Description of the task:
The answer should hold exactly the lines of the entries below from the one containing "let joined = match" through the last line, both included.

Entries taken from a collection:
- - - - -

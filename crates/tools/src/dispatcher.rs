use std::{
    collections::HashSet,
    sync::Arc,
    time::{Duration, Instant},
};

use {
    serde::{Deserialize, Serialize},
    serde_json::Value,
    tracing::{info, warn},
};

#[cfg(feature = "metrics")]
use tollgate_metrics::{counter, histogram, labels, tools as tools_metrics};

use crate::{
    approval::InteractionBroker,
    error::Error,
    registry::{ToolDefinition, ToolRegistry},
};

#[derive(Debug, Clone, PartialEq, Eq, Serialize, Deserialize)]
pub struct ErrorBody {
    pub code: String,
    pub message: String,
    #[serde(default, skip_serializing_if = "Option::is_none")]
    pub http_status: Option<u16>,
}

/// The `{ok, data?, error?}` envelope returned for every invocation.
#[derive(Debug, Clone, PartialEq, Serialize, Deserialize)]
pub struct ToolResponse {
    pub ok: bool,
    #[serde(default, skip_serializing_if = "Option::is_none")]
    pub data: Option<Value>,
    #[serde(default, skip_serializing_if = "Option::is_none")]
    pub error: Option<ErrorBody>,
}

impl ToolResponse {
    #[must_use]
    pub fn success(data: Value) -> Self {
        Self {
            ok: true,
            data: Some(data),
            error: None,
        }
    }

    #[must_use]
    pub fn failure(err: &Error) -> Self {
        Self {
            ok: false,
            data: None,
            error: Some(ErrorBody {
                code: err.code().to_string(),
                message: err.to_string(),
                http_status: err.http_status(),
            }),
        }
    }

    pub fn code(&self) -> Option<&str> {
        self.error.as_ref().map(|e| e.code.as_str())
    }

    #[must_use]
    pub fn to_value(&self) -> Value {
        serde_json::to_value(self).unwrap_or(Value::Null)
    }
}

/// Maps `(name, arguments)` to a registered tool and runs it in its own task.
pub struct Dispatcher {
    registry: ToolRegistry,
    disabled: HashSet<String>,
    broker: Arc<InteractionBroker>,
}

impl Dispatcher {
    pub fn new(
        registry: ToolRegistry,
        disabled: impl IntoIterator<Item = String>,
        broker: Arc<InteractionBroker>,
    ) -> Self {
        Self {
            registry,
            disabled: disabled.into_iter().collect(),
            broker,
        }
    }

    pub fn catalog(&self) -> Vec<ToolDefinition> {
        self.registry.catalog()
    }

    pub fn registry(&self) -> &ToolRegistry {
        &self.registry
    }

    pub fn broker(&self) -> &Arc<InteractionBroker> {
        &self.broker
    }

    pub async fn invoke(&self, name: &str, arguments: Value) -> ToolResponse {
        self.run(name, arguments, None).await
    }

    /// Like [`invoke`](Self::invoke), but aborts the tool task once
    /// `deadline` elapses and answers `timeout`.
    pub async fn invoke_with_timeout(
        &self,
        name: &str,
        arguments: Value,
        deadline: Duration,
    ) -> ToolResponse {
        self.run(name, arguments, Some(deadline)).await
    }

    async fn run(&self, name: &str, arguments: Value, deadline: Option<Duration>) -> ToolResponse {
        let started = Instant::now();
        let outcome = self.execute(name, arguments, deadline).await;
        let elapsed = started.elapsed();

        let response = match outcome {
            Ok(data) => {
                info!(tool = name, elapsed_ms = elapsed.as_millis() as u64, "tool succeeded");
                ToolResponse::success(data)
            },
            Err(err) => {
                warn!(tool = name, code = err.code(), error = %err, "tool failed");
                ToolResponse::failure(&err)
            },
        };

        #[cfg(feature = "metrics")]
        {
            counter!(
                tools_metrics::EXECUTIONS_TOTAL,
                labels::TOOL => name.to_string(),
                labels::SUCCESS => response.ok.to_string()
            )
            .increment(1);
            histogram!(tools_metrics::EXECUTION_DURATION_SECONDS, labels::TOOL => name.to_string())
                .record(elapsed.as_secs_f64());
            if let Some(code) = response.code() {
                counter!(
                    tools_metrics::EXECUTION_ERRORS_TOTAL,
                    labels::TOOL => name.to_string(),
                    labels::CODE => code.to_string()
                )
                .increment(1);
            }
        }

        response
    }

    async fn execute(
        &self,
        name: &str,
        arguments: Value,
        deadline: Option<Duration>,
    ) -> Result<Value, Error> {
        let tool = self
            .registry
            .get(name)
            .ok_or_else(|| Error::UnknownTool(name.to_string()))?;
        if self.disabled.contains(name) {
            return Err(Error::Disabled(format!("'{name}' is turned off in configuration")));
        }
        let arguments = match arguments {
            Value::Null => Value::Object(Default::default()),
            v @ Value::Object(_) => v,
            _ => return Err(Error::invalid_arguments("arguments must be a JSON object")),
        };

        let mut handle = tokio::spawn(async move { tool.execute(arguments).await });
        let joined = match deadline {
            Some(limit) => match tokio::time::timeout(limit, &mut handle).await {
                Ok(joined) => joined,
                Err(_) => {
                    handle.abort();
                    return Err(Error::Timeout(limit));
                },
            },
            None => handle.await,
        };

        match joined {
            Ok(result) => result,
            Err(e) if e.is_panic() => Err(Error::Internal(format!("tool '{name}' panicked"))),
            Err(e) => Err(Error::Internal(format!("tool '{name}' was cancelled: {e}"))),
        }
    }
}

- - - - -

Response box:
        let joined = match deadline {
            Some(limit) => match tokio::time::timeout(limit, &mut handle).await {
                Ok(joined) => joined,
                Err(_) => {
                    handle.abort();
                    return Err(Error::Timeout(limit));
                },
            },
            None => handle.await,
        };

        match joined {
            Ok(result) => result,
            Err(e) if e.is_panic() => Err(Error::Internal(format!("tool '{name}' panicked"))),
            Err(e) => Err(Error::Internal(format!("tool '{name}' was cancelled: {e}"))),
        }
    }
}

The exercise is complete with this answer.